(Collected data entries)
※ ※ ※
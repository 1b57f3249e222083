//! Deduplicating import of redemption extracts.
//!
//! An import runs normalize → reconcile → insert. Insertion is tiered:
//!
//! 1. **Bulk**: multi-row `INSERT` statements in one transaction. With
//!    duplicate skipping on, rows that hit the natural-key constraint are
//!    ignored by the store and counted as skipped.
//! 2. When the bulk attempt reports anything other than success, the
//!    transaction is rolled back and the batch moves to tier 3.
//! 3. **Row by row**: each row is looked up by natural key first and only
//!    inserted when absent. The lookup uses `IS`, so a missing key part
//!    matches another missing part the same way the unique index does.
//!
//! Stored rows are never updated; a duplicate always leaves the existing row
//! untouched. Every failure below this module's boundary is turned into an
//! [`ImportSummary`] with `success == false`.

use std::{fmt, path::Path};

use itertools::Itertools;
use log::{info, warn};
use rusqlite::{Connection, params_from_iter};
use thiserror::Error;

use crate::{
    catalog::{ColumnCatalog, quote_ident},
    extract::{ExtractOptions, RawExtract, read_extract},
    normalize::{ImportRow, MappingReport, normalize},
    query::insert_columns,
    reconcile::{ReconcileError, reconcile},
    store::{Store, is_constraint_violation},
};

/// Upper bound on bound parameters per statement (SQLite default since 3.32).
pub const MAX_BIND_PARAMS: usize = 32_766;

#[derive(Debug, Clone, Copy, PartialEq, Eq)]
pub enum InsertTier {
    Bulk,
    RowByRow,
}

impl fmt::Display for InsertTier {
    fn fmt(&self, f: &mut fmt::Formatter<'_>) -> fmt::Result {
        match self {
            InsertTier::Bulk => write!(f, "bulk insert"),
            InsertTier::RowByRow => write!(f, "row-by-row insert"),
        }
    }
}

#[derive(Debug, Clone, Copy, Default, PartialEq, Eq)]
pub struct InsertCounts {
    pub inserted: usize,
    pub skipped: usize,
}

#[derive(Debug, Clone, PartialEq, Eq)]
pub struct ImportSummary {
    pub success: bool,
    pub inserted: usize,
    pub skipped: usize,
    pub tier: Option<InsertTier>,
    pub mapping: Option<MappingReport>,
    pub message: String,
}

impl ImportSummary {
    fn failed(counts: InsertCounts, mapping: Option<MappingReport>, err: &ImportError) -> Self {
        Self {
            success: false,
            inserted: counts.inserted,
            skipped: counts.skipped,
            tier: None,
            mapping,
            message: format!(
                "Import failed: {err} ({} row(s) inserted, {} skipped before the failure)",
                counts.inserted, counts.skipped
            ),
        }
    }
}

#[derive(Debug, Error)]
pub enum ImportError {
    #[error("{0:#}")]
    Extract(anyhow::Error),
    #[error("{0:#}")]
    Connect(anyhow::Error),
    #[error(transparent)]
    Reconcile(#[from] ReconcileError),
    #[error("Preparing row-by-row statements failed: {0}")]
    Prepare(#[source] rusqlite::Error),
    #[error("Row {row} could not be stored: {source}")]
    Row {
        row: usize,
        counts: InsertCounts,
        #[source]
        source: rusqlite::Error,
    },
}

impl ImportError {
    fn partial_counts(&self) -> InsertCounts {
        match self {
            ImportError::Row { counts, .. } => *counts,
            _ => InsertCounts::default(),
        }
    }
}

/// Result of one bulk attempt, inspected before deciding to fall back.
#[derive(Debug)]
pub enum BulkOutcome {
    Inserted(InsertCounts),
    DuplicateViolation(rusqlite::Error),
    Failed(rusqlite::Error),
}

pub struct ImportPipeline<'a> {
    store: &'a Store,
    catalog: &'a ColumnCatalog,
}

impl<'a> ImportPipeline<'a> {
    pub fn new(store: &'a Store, catalog: &'a ColumnCatalog) -> Self {
        Self { store, catalog }
    }

    pub fn import_file(
        &self,
        path: &Path,
        options: &ExtractOptions,
        skip_duplicates: bool,
    ) -> ImportSummary {
        info!("Reading extract {path:?}");
        match read_extract(path, options) {
            Ok(extract) => self.import_extract(&extract, skip_duplicates),
            Err(err) => {
                let err = ImportError::Extract(err);
                ImportSummary::failed(InsertCounts::default(), None, &err)
            }
        }
    }

    pub fn import_extract(&self, extract: &RawExtract, skip_duplicates: bool) -> ImportSummary {
        let normalized = normalize(self.catalog, extract);
        let mapping = Some(normalized.report);
        if normalized.rows.is_empty() {
            return ImportSummary {
                success: true,
                inserted: 0,
                skipped: 0,
                tier: None,
                mapping,
                message: "Extract contains no data rows; nothing imported".to_string(),
            };
        }

        match self.import_rows(&normalized.rows, skip_duplicates) {
            Ok((counts, tier)) => ImportSummary {
                success: true,
                inserted: counts.inserted,
                skipped: counts.skipped,
                tier: Some(tier),
                mapping,
                message: success_message(counts, tier, skip_duplicates),
            },
            Err(err) => {
                warn!("{err}");
                ImportSummary::failed(err.partial_counts(), mapping, &err)
            }
        }
    }

    /// Reconciles the table, then stores `rows` through the insertion tiers.
    pub fn import_rows(
        &self,
        rows: &[ImportRow],
        skip_duplicates: bool,
    ) -> Result<(InsertCounts, InsertTier), ImportError> {
        let mut conn = self.store.connect().map_err(ImportError::Connect)?;
        let report = reconcile(&mut conn, self.store.table(), self.catalog)?;
        if !report.is_unchanged() {
            info!(
                "Schema reconciled: {}",
                report.actions.iter().map(ToString::to_string).join("; ")
            );
        }

        match self.bulk_insert(&mut conn, rows, skip_duplicates) {
            BulkOutcome::Inserted(counts) => {
                info!(
                    "Bulk insert stored {} row(s), skipped {}",
                    counts.inserted, counts.skipped
                );
                Ok((counts, InsertTier::Bulk))
            }
            BulkOutcome::DuplicateViolation(err) => {
                info!("Bulk insert hit existing natural keys ({err}); checking rows one by one");
                self.insert_row_by_row(&conn, rows, skip_duplicates)
                    .map(|counts| (counts, InsertTier::RowByRow))
            }
            BulkOutcome::Failed(err) => {
                warn!("Bulk insert failed ({err}); falling back to row-by-row insert");
                self.insert_row_by_row(&conn, rows, skip_duplicates)
                    .map(|counts| (counts, InsertTier::RowByRow))
            }
        }
    }

    fn insert_sql(&self, row_count: usize, ignore_duplicates: bool) -> String {
        let placeholders = format!(
            "({})",
            std::iter::repeat_n("?", self.catalog.entries().len()).join(", ")
        );
        format!(
            "INSERT {}INTO {} ({}) VALUES {}",
            if ignore_duplicates { "OR IGNORE " } else { "" },
            quote_ident(self.store.table()),
            insert_columns(self.catalog),
            std::iter::repeat_n(placeholders.as_str(), row_count).join(", ")
        )
    }

    pub fn bulk_insert(
        &self,
        conn: &mut Connection,
        rows: &[ImportRow],
        skip_duplicates: bool,
    ) -> BulkOutcome {
        let rows_per_statement = (MAX_BIND_PARAMS / self.catalog.entries().len()).max(1);
        let tx = match conn.transaction() {
            Ok(tx) => tx,
            Err(err) => return BulkOutcome::Failed(err),
        };
        let mut inserted = 0usize;
        for chunk in rows.chunks(rows_per_statement) {
            let sql = self.insert_sql(chunk.len(), skip_duplicates);
            let params = chunk.iter().flat_map(|row| row.values().iter());
            match tx.execute(&sql, params_from_iter(params)) {
                Ok(changed) => inserted += changed,
                Err(err) if is_constraint_violation(&err) => {
                    return BulkOutcome::DuplicateViolation(err);
                }
                Err(err) => return BulkOutcome::Failed(err),
            }
        }
        if let Err(err) = tx.commit() {
            return BulkOutcome::Failed(err);
        }
        BulkOutcome::Inserted(InsertCounts {
            inserted,
            skipped: rows.len().saturating_sub(inserted),
        })
    }

    pub fn insert_row_by_row(
        &self,
        conn: &Connection,
        rows: &[ImportRow],
        skip_duplicates: bool,
    ) -> Result<InsertCounts, ImportError> {
        let key_filter = self
            .catalog
            .natural_key_columns()
            .into_iter()
            .map(|column| format!("{} IS ?", quote_ident(column)))
            .join(" AND ");
        let mut exists = conn
            .prepare(&format!(
                "SELECT 1 FROM {} WHERE {key_filter} LIMIT 1",
                quote_ident(self.store.table())
            ))
            .map_err(ImportError::Prepare)?;
        let mut insert = conn
            .prepare(&self.insert_sql(1, false))
            .map_err(ImportError::Prepare)?;

        let mut counts = InsertCounts::default();
        for (idx, row) in rows.iter().enumerate() {
            let key = row.natural_key(self.catalog);
            let found = exists
                .exists(params_from_iter(key.iter()))
                .map_err(|source| ImportError::Row {
                    row: idx + 1,
                    counts,
                    source,
                })?;
            if found {
                counts.skipped += 1;
                if !skip_duplicates {
                    warn!(
                        "Row {} duplicates stored natural key ({}); left untouched",
                        idx + 1,
                        key.iter().map(|value| value.as_display()).join(", ")
                    );
                }
                continue;
            }
            match insert.execute(params_from_iter(row.values().iter())) {
                Ok(_) => counts.inserted += 1,
                Err(err) if is_constraint_violation(&err) => counts.skipped += 1,
                Err(source) => {
                    return Err(ImportError::Row {
                        row: idx + 1,
                        counts,
                        source,
                    });
                }
            }
        }
        Ok(counts)
    }
}

fn success_message(counts: InsertCounts, tier: InsertTier, skip_duplicates: bool) -> String {
    match (counts.skipped, skip_duplicates) {
        (0, _) => format!("Imported {} row(s) via {tier}", counts.inserted),
        (skipped, true) => format!(
            "Imported {} row(s), skipped {skipped} duplicate row(s) via {tier}",
            counts.inserted
        ),
        (skipped, false) => format!(
            "Imported {} row(s); rejected {skipped} row(s) whose natural key is already stored via {tier}",
            counts.inserted
        ),
    }
}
※ ※ ※
Wherever the string "normalized" occurs in the data, copy the line that holds it.

        let normalized = normalize(self.catalog, extract);
        let mapping = Some(normalized.report);
        if normalized.rows.is_empty() {
        match self.import_rows(&normalized.rows, skip_duplicates) {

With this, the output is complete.